• _Instructions for the task_
The response must consist of each line in the listing that has the word "filename" in it.

• _Exercise material_
[Start of section]
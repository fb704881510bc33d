use chrono::{DateTime, Utc};
use serde::{Deserialize, Serialize};

/// Upstream writers have stored numbers, numeric strings and nulls in
/// `rating`, so the column stays JSON and validation happens at read time.
#[derive(Debug, Clone, Serialize, Deserialize, sqlx::FromRow)]
pub struct Review {
    pub id: i32,
    pub product_id: i32,
    pub rating: Option<serde_json::Value>,
    pub author: Option<String>,
    pub created_at: DateTime<Utc>,
}
use axum::{extract::State, Json};

use crate::{
    models::{Category, Color, Size},
    queries::{attribute_queries, category_queries},
    AppState,
};

pub async fn list_categories(State(state): State<AppState>) -> Json<Vec<Category>> {
    let categories = match category_queries::get_all(&state.db).await {
        Ok(categories) => categories,
        Err(e) => {
            tracing::error!("Category listing failed, returning empty set: {}", e);
            Vec::new()
        }
    };

    Json(categories)
}

pub async fn list_colors(State(state): State<AppState>) -> Json<Vec<Color>> {
    let colors = match attribute_queries::get_colors(&state.db).await {
        Ok(colors) => colors,
        Err(e) => {
            tracing::error!("Color listing failed, returning empty set: {}", e);
            Vec::new()
        }
    };

    Json(colors)
}

pub async fn list_sizes(State(state): State<AppState>) -> Json<Vec<Size>> {
    let sizes = match attribute_queries::get_sizes(&state.db).await {
        Ok(sizes) => sizes,
        Err(e) => {
            tracing::error!("Size listing failed, returning empty set: {}", e);
            Vec::new()
        }
    };

    Json(sizes)
}
use crate::{config::DatabaseConfig, error::Result};
use sqlx::{postgres::PgPoolOptions, PgPool};
use std::time::Duration;

pub async fn create_pool(config: &DatabaseConfig) -> Result<PgPool> {
    let pool = PgPoolOptions::new()
        .max_connections(config.max_connections)
        .acquire_timeout(Duration::from_secs(config.acquire_timeout_secs))
        .connect(&config.url)
        .await?;

    sqlx::migrate!()
        .run(&pool)
        .await
        .expect("Failed to run migrations");

    tracing::info!(
        "Database connection established with {} max connections",
        config.max_connections
    );

    Ok(pool)
}

pub async fn check_health(pool: &PgPool) -> Result<()> {
    sqlx::query("SELECT 1").fetch_one(pool).await?;
    Ok(())
}
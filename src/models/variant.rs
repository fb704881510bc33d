use chrono::{DateTime, Utc};
use rust_decimal::Decimal;
use serde::{Deserialize, Serialize};

#[derive(Debug, Clone, Serialize, Deserialize, sqlx::FromRow)]
pub struct ProductVariant {
    pub id: i32,
    pub product_id: i32,
    pub size_id: Option<i32>,
    pub color_id: Option<i32>,
    pub price_override: Option<Decimal>,
    pub stock: i32,
    pub is_available: bool,
    pub created_at: DateTime<Utc>,
    pub deleted_at: Option<DateTime<Utc>>,
}
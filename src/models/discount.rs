use chrono::{DateTime, Utc};
use rust_decimal::Decimal;
use serde::{Deserialize, Serialize};

#[derive(Debug, Clone, Serialize, Deserialize, sqlx::FromRow)]
pub struct Discount {
    pub product_id: i32,
    pub discount_percent: Decimal,
    pub starts_at: Option<DateTime<Utc>>,
    pub ends_at: Option<DateTime<Utc>>,
    pub active: bool,
    pub created_at: DateTime<Utc>,
}

/// Projection of a discount row as the catalog assembler consumes it.
#[derive(Debug, Clone, PartialEq)]
pub struct ActiveDiscount {
    pub discount_percent: Decimal,
    pub ends_at: Option<DateTime<Utc>>,
}

impl From<Discount> for ActiveDiscount {
    fn from(discount: Discount) -> Self {
        Self {
            discount_percent: discount.discount_percent,
            ends_at: discount.ends_at,
        }
    }
}

#[derive(Debug, Deserialize)]
pub struct DiscountRequest {
    pub discount_percent: Option<Decimal>,
    pub starts_at: Option<DateTime<Utc>>,
    pub ends_at: Option<DateTime<Utc>>,
    pub active: Option<bool>,
}
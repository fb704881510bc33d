use crate::error::{AppError, Result};
use std::env;

#[derive(Debug, Clone)]
pub struct AppConfig {
    pub server: ServerConfig,
    pub database: DatabaseConfig,
    pub cors: CorsConfig,
}

#[derive(Debug, Clone)]
pub struct ServerConfig {
    pub host: String,
    pub port: u16,
    pub max_body_size: usize,
}

#[derive(Debug, Clone)]
pub struct DatabaseConfig {
    pub url: String,
    pub max_connections: u32,
    pub acquire_timeout_secs: u64,
}

#[derive(Debug, Clone)]
pub struct CorsConfig {
    pub allowed_origins: Vec<String>,
}

impl AppConfig {
    pub fn from_env() -> Result<Self> {
        Ok(Self {
            server: ServerConfig {
                host: env::var("HOST").unwrap_or_else(|_| "0.0.0.0".to_string()),
                port: env::var("PORT")
                    .unwrap_or_else(|_| "3000".to_string())
                    .parse()
                    .map_err(|_| AppError::ConfigError("Invalid PORT value".to_string()))?,
                max_body_size: env::var("MAX_BODY_SIZE")
                    .unwrap_or_else(|_| "1048576".to_string())
                    .parse()
                    .map_err(|_| {
                        AppError::ConfigError("Invalid MAX_BODY_SIZE value".to_string())
                    })?,
            },
            database: DatabaseConfig {
                url: env::var("DB_URL")?,
                max_connections: env::var("DB_MAX_CONNECTIONS")
                    .unwrap_or_else(|_| "20".to_string())
                    .parse()
                    .map_err(|_| {
                        AppError::ConfigError("Invalid DB_MAX_CONNECTIONS value".to_string())
                    })?,
                acquire_timeout_secs: env::var("DB_ACQUIRE_TIMEOUT_SECS")
                    .unwrap_or_else(|_| "5".to_string())
                    .parse()
                    .map_err(|_| {
                        AppError::ConfigError("Invalid DB_ACQUIRE_TIMEOUT_SECS value".to_string())
                    })?,
            },
            cors: CorsConfig {
                allowed_origins: env::var("FRONTEND_URL")?
                    .split(',')
                    .map(|s| s.trim().to_string())
                    .collect(),
            },
        })
    }

    pub fn server_address(&self) -> String {
        format!("{}:{}", self.server.host, self.server.port)
    }
}
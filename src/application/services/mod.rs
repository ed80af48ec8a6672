//! Engine services.
//!
//! [`ShortenerService`] owns creation (get-or-create with collision retry);
//! [`ResolverService`] owns the read path (cache-aside resolution).

pub mod resolver_service;
pub mod shortener_service;

pub use resolver_service::ResolverService;
pub use shortener_service::{ShortenerService, DEFAULT_MAX_COLLISION_ATTEMPTS};
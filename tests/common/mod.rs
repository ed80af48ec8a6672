#![allow(dead_code)]

use std::sync::Arc;

use link_engine::application::services::{ResolverService, ShortenerService};
use link_engine::infrastructure::cache::MemoryCache;
use link_engine::infrastructure::persistence::MemoryLinkStore;

pub const CACHE_TTL: u64 = 60;

pub fn memory_store() -> Arc<MemoryLinkStore> {
    Arc::new(MemoryLinkStore::new())
}

pub fn shortener(store: &Arc<MemoryLinkStore>) -> ShortenerService<MemoryLinkStore> {
    ShortenerService::new(Arc::clone(store))
}

pub fn resolver(
    store: &Arc<MemoryLinkStore>,
) -> ResolverService<MemoryLinkStore, MemoryCache> {
    let cache = Arc::new(MemoryCache::new(1024, CACHE_TTL));
    ResolverService::new(Arc::clone(store), cache, CACHE_TTL)
}

pub fn resolver_with_cache(
    store: &Arc<MemoryLinkStore>,
    cache: Arc<MemoryCache>,
) -> ResolverService<MemoryLinkStore, MemoryCache> {
    ResolverService::new(Arc::clone(store), cache, CACHE_TTL)
}
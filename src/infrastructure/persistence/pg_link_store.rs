//! PostgreSQL implementation of the link store.
//!
//! Expects the following schema; uniqueness is enforced with partial unique
//! indexes so that soft-deleted rows free up their code and canonical URL:
//!
//! ```sql
//! CREATE TABLE links (
//!     id            BIGSERIAL PRIMARY KEY,
//!     tenant_id     TEXT NOT NULL,
//!     code          TEXT NOT NULL,
//!     canonical_url TEXT NOT NULL,
//!     original_url  TEXT NOT NULL,
//!     active        BOOLEAN NOT NULL DEFAULT TRUE,
//!     created_at    TIMESTAMPTZ NOT NULL DEFAULT NOW(),
//!     expires_at    TIMESTAMPTZ,
//!     deleted_at    TIMESTAMPTZ,
//!     click_count   BIGINT NOT NULL DEFAULT 0
//! );
//!
//! CREATE UNIQUE INDEX links_tenant_code_key
//!     ON links (tenant_id, code) WHERE deleted_at IS NULL;
//! CREATE UNIQUE INDEX links_tenant_canonical_key
//!     ON links (tenant_id, canonical_url) WHERE deleted_at IS NULL;
//! ```

use async_trait::async_trait;
use chrono::{DateTime, Utc};
use sqlx::PgPool;
use std::sync::Arc;

use crate::domain::entities::{LinkRecord, NewLinkRecord};
use crate::domain::repositories::{InsertOutcome, LinkStore};
use crate::error::EngineError;

/// Index backing the `(tenant_id, code)` uniqueness constraint.
const CODE_CONSTRAINT: &str = "links_tenant_code_key";

/// Index backing the `(tenant_id, canonical_url)` uniqueness constraint.
const CANONICAL_CONSTRAINT: &str = "links_tenant_canonical_key";

const SELECT_COLUMNS: &str = "id, tenant_id, code, canonical_url, original_url, active, \
     created_at, expires_at, deleted_at, click_count";

/// PostgreSQL repository for link records.
///
/// The database's unique indexes are the linearization point for concurrent
/// get-or-create: exactly one insert per `(tenant, canonical_url)` succeeds,
/// and losers observe the conflict through [`InsertOutcome`].
pub struct PgLinkStore {
    pool: Arc<PgPool>,
}

impl PgLinkStore {
    /// Creates a new store backed by a connection pool.
    pub fn new(pool: Arc<PgPool>) -> Self {
        Self { pool }
    }
}

#[derive(sqlx::FromRow)]
struct LinkRow {
    id: i64,
    tenant_id: String,
    code: String,
    canonical_url: String,
    original_url: String,
    active: bool,
    created_at: DateTime<Utc>,
    expires_at: Option<DateTime<Utc>>,
    deleted_at: Option<DateTime<Utc>>,
    click_count: i64,
}

impl From<LinkRow> for LinkRecord {
    fn from(r: LinkRow) -> Self {
        LinkRecord {
            id: r.id,
            tenant_id: r.tenant_id,
            code: r.code,
            canonical_url: r.canonical_url,
            original_url: r.original_url,
            active: r.active,
            created_at: r.created_at,
            expires_at: r.expires_at,
            deleted_at: r.deleted_at,
            click_count: r.click_count,
        }
    }
}

/// Maps a unique violation onto the constraint it hit, if any.
fn classify_unique_violation(e: &sqlx::Error) -> Option<InsertOutcome> {
    let db_err = e.as_database_error()?;
    if !db_err.is_unique_violation() {
        return None;
    }

    match db_err.constraint() {
        Some(CODE_CONSTRAINT) => Some(InsertOutcome::ConflictOnCode),
        Some(CANONICAL_CONSTRAINT) => Some(InsertOutcome::ConflictOnCanonicalUrl),
        _ => None,
    }
}

#[async_trait]
impl LinkStore for PgLinkStore {
    async fn find_by_canonical_url(
        &self,
        tenant_id: &str,
        canonical_url: &str,
    ) -> Result<Option<LinkRecord>, EngineError> {
        let query = format!(
            "SELECT {SELECT_COLUMNS} FROM links \
             WHERE tenant_id = $1 AND canonical_url = $2 AND deleted_at IS NULL"
        );

        let row = sqlx::query_as::<_, LinkRow>(&query)
            .bind(tenant_id)
            .bind(canonical_url)
            .fetch_optional(self.pool.as_ref())
            .await?;

        Ok(row.map(LinkRecord::from))
    }

    async fn find_by_code(
        &self,
        tenant_id: &str,
        code: &str,
    ) -> Result<Option<LinkRecord>, EngineError> {
        let query = format!(
            "SELECT {SELECT_COLUMNS} FROM links \
             WHERE tenant_id = $1 AND code = $2 AND deleted_at IS NULL"
        );

        let row = sqlx::query_as::<_, LinkRow>(&query)
            .bind(tenant_id)
            .bind(code)
            .fetch_optional(self.pool.as_ref())
            .await?;

        Ok(row.map(LinkRecord::from))
    }

    async fn insert(&self, new_link: NewLinkRecord) -> Result<InsertOutcome, EngineError> {
        let query = format!(
            "INSERT INTO links (tenant_id, code, canonical_url, original_url, expires_at) \
             VALUES ($1, $2, $3, $4, $5) \
             RETURNING {SELECT_COLUMNS}"
        );

        let result = sqlx::query_as::<_, LinkRow>(&query)
            .bind(&new_link.tenant_id)
            .bind(&new_link.code)
            .bind(&new_link.canonical_url)
            .bind(&new_link.original_url)
            .bind(new_link.expires_at)
            .fetch_one(self.pool.as_ref())
            .await;

        match result {
            Ok(row) => Ok(InsertOutcome::Inserted(row.into())),
            Err(e) => match classify_unique_violation(&e) {
                Some(outcome) => Ok(outcome),
                None => Err(e.into()),
            },
        }
    }
}
//! Redis-backed lookup cache.

use super::service::{cache_key, CacheError, CacheResult, LookupCache};
use crate::domain::entities::LinkRecord;
use async_trait::async_trait;
use redis::{aio::ConnectionManager, AsyncCommands, Client};
use tracing::{debug, error, info, warn};

/// Redis cache for resolved link records.
///
/// Records are stored as JSON under `link:{tenant}:{code}` with a TTL.
/// Uses `ConnectionManager` for connection reuse; all operations are
/// fail-open so a Redis outage degrades to store lookups.
pub struct RedisCache {
    client: ConnectionManager,
    default_ttl: u64,
    key_prefix: String,
}

impl RedisCache {
    /// Connects to Redis, validates the connection with a PING, and
    /// configures the default TTL applied when [`LookupCache::put`] is
    /// called without an explicit one.
    ///
    /// # Errors
    ///
    /// Returns [`CacheError::ConnectionError`] if the URL is invalid, the
    /// connection cannot be established, or the PING fails.
    pub async fn connect(redis_url: &str, default_ttl_seconds: u64) -> CacheResult<Self> {
        info!("Connecting to Redis at {}", redis_url);

        let client = Client::open(redis_url).map_err(|e| {
            CacheError::ConnectionError(format!("Failed to create Redis client: {}", e))
        })?;

        let manager = ConnectionManager::new(client).await.map_err(|e| {
            CacheError::ConnectionError(format!("Failed to connect to Redis: {}", e))
        })?;

        let mut test_conn = manager.clone();
        test_conn
            .ping::<()>()
            .await
            .map_err(|e| CacheError::ConnectionError(format!("Redis PING failed: {}", e)))?;

        info!("✓ Connected to Redis");

        Ok(Self {
            client: manager,
            default_ttl: default_ttl_seconds,
            key_prefix: "link:".to_string(),
        })
    }
}

#[async_trait]
impl LookupCache for RedisCache {
    async fn get(&self, tenant_id: &str, code: &str) -> CacheResult<Option<LinkRecord>> {
        let key = cache_key(&self.key_prefix, tenant_id, code);
        let mut conn = self.client.clone();

        match conn.get::<_, Option<String>>(&key).await {
            Ok(Some(payload)) => match serde_json::from_str::<LinkRecord>(&payload) {
                Ok(record) => {
                    debug!("Cache HIT: {}", key);
                    Ok(Some(record))
                }
                Err(e) => {
                    // Stale or corrupt payload; drop it and fall through.
                    warn!("Undecodable cache payload for {}: {}", key, e);
                    let _ = conn.del::<_, i32>(&key).await;
                    Ok(None)
                }
            },
            Ok(None) => {
                debug!("Cache MISS: {}", key);
                Ok(None)
            }
            Err(e) => {
                error!("Redis GET error for {}: {}", key, e);
                Ok(None)
            }
        }
    }

    async fn put(
        &self,
        tenant_id: &str,
        code: &str,
        record: &LinkRecord,
        ttl_seconds: Option<u64>,
    ) -> CacheResult<()> {
        let key = cache_key(&self.key_prefix, tenant_id, code);
        let mut conn = self.client.clone();
        let ttl = ttl_seconds.unwrap_or(self.default_ttl);

        let payload = match serde_json::to_string(record) {
            Ok(p) => p,
            Err(e) => {
                warn!("Failed to serialize record for {}: {}", key, e);
                return Ok(());
            }
        };

        match conn.set_ex::<_, _, ()>(&key, payload, ttl).await {
            Ok(_) => {
                debug!("Cache SET: {} (TTL: {}s)", key, ttl);
                Ok(())
            }
            Err(e) => {
                warn!("Redis SET error for {}: {}", key, e);
                Ok(())
            }
        }
    }

    async fn invalidate(&self, tenant_id: &str, code: &str) -> CacheResult<()> {
        let key = cache_key(&self.key_prefix, tenant_id, code);
        let mut conn = self.client.clone();

        match conn.del::<_, i32>(&key).await {
            Ok(deleted) => {
                if deleted > 0 {
                    debug!("Cache INVALIDATE: {}", key);
                }
                Ok(())
            }
            Err(e) => {
                warn!("Redis DEL error for {}: {}", key, e);
                Ok(())
            }
        }
    }

    async fn health_check(&self) -> bool {
        let mut conn = self.client.clone();
        conn.ping::<()>().await.is_ok()
    }
}
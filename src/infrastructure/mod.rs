//! Infrastructure layer: storage and cache backends.
//!
//! Implements the domain-layer contracts against PostgreSQL, Redis, and
//! in-process fallbacks.

pub mod cache;
pub mod persistence;
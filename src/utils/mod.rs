//! Pure helper functions for the engine core.
//!
//! Everything in this module is side-effect free and safe for concurrent
//! use: canonicalization and code derivation never touch storage.

pub mod code_deriver;
pub mod url_canonicalizer;
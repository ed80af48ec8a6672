//! Domain layer: entities and storage contracts.
//!
//! No infrastructure dependencies live here. [`repositories::LinkStore`]
//! defines what the engine needs from durable storage; the entities are
//! plain data. Business logic sits in [`crate::application::services`].

pub mod entities;
pub mod repositories;
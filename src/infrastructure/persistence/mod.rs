//! Concrete [`crate::domain::repositories::LinkStore`] backends.

mod memory_link_store;
mod pg_link_store;

pub use memory_link_store::MemoryLinkStore;
pub use pg_link_store::PgLinkStore;
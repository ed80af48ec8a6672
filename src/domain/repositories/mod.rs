//! Repository trait definitions for the domain layer.
//!
//! The engine talks to storage exclusively through [`LinkStore`]; concrete
//! backends live in `crate::infrastructure::persistence`. Mock
//! implementations are generated via `mockall` for unit tests.

pub mod link_store;

pub use link_store::{InsertOutcome, LinkStore};

#[cfg(test)]
pub use link_store::MockLinkStore;
//! In-process lookup cache backed by moka.

use super::service::{cache_key, CacheResult, LookupCache};
use crate::domain::entities::LinkRecord;
use async_trait::async_trait;
use moka::future::Cache;
use moka::policy::Expiry;
use std::time::{Duration, Instant};
use tracing::debug;

/// Cached record plus the TTL requested for it at insertion time.
#[derive(Clone)]
struct CacheEntry {
    record: LinkRecord,
    ttl_hint: Option<Duration>,
}

/// Per-entry expiry that never outlives the record's own `expires_at`.
struct RecordExpiry {
    default_ttl: Duration,
}

impl Expiry<String, CacheEntry> for RecordExpiry {
    fn expire_after_create(
        &self,
        _key: &String,
        entry: &CacheEntry,
        _created_at: Instant,
    ) -> Option<Duration> {
        let base = entry.ttl_hint.unwrap_or(self.default_ttl);
        match entry.record.expires_at {
            Some(expires_at) => {
                let now = chrono::Utc::now();
                if expires_at <= now {
                    Some(Duration::ZERO)
                } else {
                    let remaining = (expires_at - now).num_seconds().max(1) as u64;
                    Some(Duration::from_secs(remaining).min(base))
                }
            }
            None => Some(base),
        }
    }
}

/// Single-process cache for resolved link records.
///
/// Useful for embedded deployments and tests where Redis is unavailable.
/// An entry lives for the shorter of the per-call `ttl_seconds` hint (the
/// construction-time default when absent) and the record's own expiry.
pub struct MemoryCache {
    inner: Cache<String, CacheEntry>,
}

impl MemoryCache {
    /// Creates a memory cache bounded by capacity and TTL.
    pub fn new(max_capacity: u64, default_ttl_seconds: u64) -> Self {
        let default_ttl = Duration::from_secs(default_ttl_seconds);
        let inner = Cache::builder()
            .max_capacity(max_capacity)
            .expire_after(RecordExpiry { default_ttl })
            .build();

        debug!(
            "MemoryCache initialized (capacity: {}, default TTL: {}s)",
            max_capacity, default_ttl_seconds
        );
        Self { inner }
    }
}

#[async_trait]
impl LookupCache for MemoryCache {
    async fn get(&self, tenant_id: &str, code: &str) -> CacheResult<Option<LinkRecord>> {
        let key = cache_key("", tenant_id, code);
        Ok(self.inner.get(&key).await.map(|e| e.record))
    }

    async fn put(
        &self,
        tenant_id: &str,
        code: &str,
        record: &LinkRecord,
        ttl_seconds: Option<u64>,
    ) -> CacheResult<()> {
        let key = cache_key("", tenant_id, code);
        let entry = CacheEntry {
            record: record.clone(),
            ttl_hint: ttl_seconds.map(Duration::from_secs),
        };
        self.inner.insert(key, entry).await;
        Ok(())
    }

    async fn invalidate(&self, tenant_id: &str, code: &str) -> CacheResult<()> {
        let key = cache_key("", tenant_id, code);
        self.inner.invalidate(&key).await;
        Ok(())
    }

    async fn health_check(&self) -> bool {
        true
    }
}

#[cfg(test)]
mod tests {
    use super::*;
    use chrono::Utc;

    fn record(code: &str) -> LinkRecord {
        LinkRecord {
            id: 1,
            tenant_id: "1".to_string(),
            code: code.to_string(),
            canonical_url: "https://example.com/".to_string(),
            original_url: "https://example.com".to_string(),
            active: true,
            created_at: Utc::now(),
            expires_at: None,
            deleted_at: None,
            click_count: 0,
        }
    }

    #[tokio::test]
    async fn test_put_then_get() {
        let cache = MemoryCache::new(100, 60);
        cache.put("1", "abc", &record("abc"), None).await.unwrap();

        let hit = cache.get("1", "abc").await.unwrap();
        assert_eq!(hit.unwrap().code, "abc");
    }

    #[tokio::test]
    async fn test_miss_for_unknown_code() {
        let cache = MemoryCache::new(100, 60);
        assert!(cache.get("1", "nope").await.unwrap().is_none());
    }

    #[tokio::test]
    async fn test_tenant_keys_are_isolated() {
        let cache = MemoryCache::new(100, 60);
        cache.put("1", "abc", &record("abc"), None).await.unwrap();

        assert!(cache.get("2", "abc").await.unwrap().is_none());
    }

    #[tokio::test]
    async fn test_zero_ttl_hint_expires_immediately() {
        let cache = MemoryCache::new(100, 60);
        cache.put("1", "abc", &record("abc"), Some(0)).await.unwrap();

        assert!(cache.get("1", "abc").await.unwrap().is_none());
    }

    #[tokio::test]
    async fn test_invalidate_removes_entry() {
        let cache = MemoryCache::new(100, 60);
        cache.put("1", "abc", &record("abc"), None).await.unwrap();
        cache.invalidate("1", "abc").await.unwrap();

        assert!(cache.get("1", "abc").await.unwrap().is_none());
    }
}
[End of section]
• _The answer_
filename src/models/variant.rs
filename src/models/discount.rs
filename src/application/services/mod.rs
filename tests/common/mod.rs
filename src/infrastructure/persistence/pg_link_store.rs
filename src/infrastructure/mod.rs
filename src/utils/mod.rs
filename src/infrastructure/persistence/mod.rs
filename src/domain/repositories/mod.rs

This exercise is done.